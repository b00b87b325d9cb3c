//! Feature Snapshot - aggregated statistics over one sample window
//!
//! Every extractor writes its own fields; `extract_features` drives them
//! all in a single pass.

use serde::{Deserialize, Serialize};

use super::{cpu::CpuFeatures, io::IoFeatures, memory::MemoryFeatures, threads::ThreadFeatures};
use crate::logic::ingestion::ProcessMetricsSample;

// ============================================================================
// SNAPSHOT
// ============================================================================

#[derive(Debug, Clone, Default, PartialEq, Serialize, Deserialize)]
#[serde(rename_all = "camelCase")]
pub struct FeatureSnapshot {
    pub sample_count: usize,
    pub duration_secs: f64,
    /// samples / second (0 when the window spans no time)
    pub sample_rate: f64,

    pub cpu_avg: f64,
    pub cpu_max: f64,
    pub cpu_stddev: f64,
    pub cpu_above_50_ratio: f64,

    pub memory_avg_mb: f64,
    pub memory_max_mb: f64,
    /// Normalized memory trend (slope / mean, per sample)
    pub memory_trend: f64,
    /// Raw memory slope (MB / sample)
    pub memory_slope_mb: f64,

    pub threads_avg: f64,
    pub threads_max: u32,
    pub threads_trend: f64,

    pub open_files_max: u32,
    pub socket_max: u32,
    pub io_bytes_per_sec: f64,
}

/// Per-metric accumulator
pub trait FeatureExtractor {
    fn add_sample(&mut self, sample: &ProcessMetricsSample);
    fn extract(&self, snapshot: &mut FeatureSnapshot);
}

// ============================================================================
// EXTRACTION
// ============================================================================

/// Aggregate a window of samples. An empty window behaves as a single
/// all-zero sample.
pub fn extract_features(samples: &[ProcessMetricsSample]) -> FeatureSnapshot {
    let zero = [ProcessMetricsSample::zero()];
    let samples = if samples.is_empty() { &zero[..] } else { samples };

    let mut cpu = CpuFeatures::new();
    let mut memory = MemoryFeatures::new();
    let mut threads = ThreadFeatures::new();
    let mut io = IoFeatures::new();

    for sample in samples {
        cpu.add_sample(sample);
        memory.add_sample(sample);
        threads.add_sample(sample);
        io.add_sample(sample);
    }

    let mut snapshot = FeatureSnapshot {
        sample_count: samples.len(),
        ..Default::default()
    };

    let extractors: [&dyn FeatureExtractor; 4] = [&cpu, &memory, &threads, &io];
    for extractor in extractors {
        extractor.extract(&mut snapshot);
    }

    snapshot.sample_rate = if snapshot.duration_secs > 0.0 {
        snapshot.sample_count as f64 / snapshot.duration_secs
    } else {
        0.0
    };

    snapshot
}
════════
### TO DO
Exactly reproduce every line of the data above.

### ANSWER TO THIS TASK
repository b00b87b325d9cb3c
//! Feature Snapshot - aggregated statistics over one sample window
//!
//! Every extractor writes its own fields; `extract_features` drives them
//! all in a single pass.

use serde::{Deserialize, Serialize};

use super::{cpu::CpuFeatures, io::IoFeatures, memory::MemoryFeatures, threads::ThreadFeatures};
use crate::logic::ingestion::ProcessMetricsSample;

// ============================================================================
// SNAPSHOT
// ============================================================================

#[derive(Debug, Clone, Default, PartialEq, Serialize, Deserialize)]
#[serde(rename_all = "camelCase")]
pub struct FeatureSnapshot {
    pub sample_count: usize,
    pub duration_secs: f64,
    /// samples / second (0 when the window spans no time)
    pub sample_rate: f64,

    pub cpu_avg: f64,
    pub cpu_max: f64,
    pub cpu_stddev: f64,
    pub cpu_above_50_ratio: f64,

    pub memory_avg_mb: f64,
    pub memory_max_mb: f64,
    /// Normalized memory trend (slope / mean, per sample)
    pub memory_trend: f64,
    /// Raw memory slope (MB / sample)
    pub memory_slope_mb: f64,

    pub threads_avg: f64,
    pub threads_max: u32,
    pub threads_trend: f64,

    pub open_files_max: u32,
    pub socket_max: u32,
    pub io_bytes_per_sec: f64,
}

/// Per-metric accumulator
pub trait FeatureExtractor {
    fn add_sample(&mut self, sample: &ProcessMetricsSample);
    fn extract(&self, snapshot: &mut FeatureSnapshot);
}

// ============================================================================
// EXTRACTION
// ============================================================================

/// Aggregate a window of samples. An empty window behaves as a single
/// all-zero sample.
pub fn extract_features(samples: &[ProcessMetricsSample]) -> FeatureSnapshot {
    let zero = [ProcessMetricsSample::zero()];
    let samples = if samples.is_empty() { &zero[..] } else { samples };

    let mut cpu = CpuFeatures::new();
    let mut memory = MemoryFeatures::new();
    let mut threads = ThreadFeatures::new();
    let mut io = IoFeatures::new();

    for sample in samples {
        cpu.add_sample(sample);
        memory.add_sample(sample);
        threads.add_sample(sample);
        io.add_sample(sample);
    }

    let mut snapshot = FeatureSnapshot {
        sample_count: samples.len(),
        ..Default::default()
    };

    let extractors: [&dyn FeatureExtractor; 4] = [&cpu, &memory, &threads, &io];
    for extractor in extractors {
        extractor.extract(&mut snapshot);
    }

    snapshot.sample_rate = if snapshot.duration_secs > 0.0 {
        snapshot.sample_count as f64 / snapshot.duration_secs
    } else {
        0.0
    };

    snapshot
}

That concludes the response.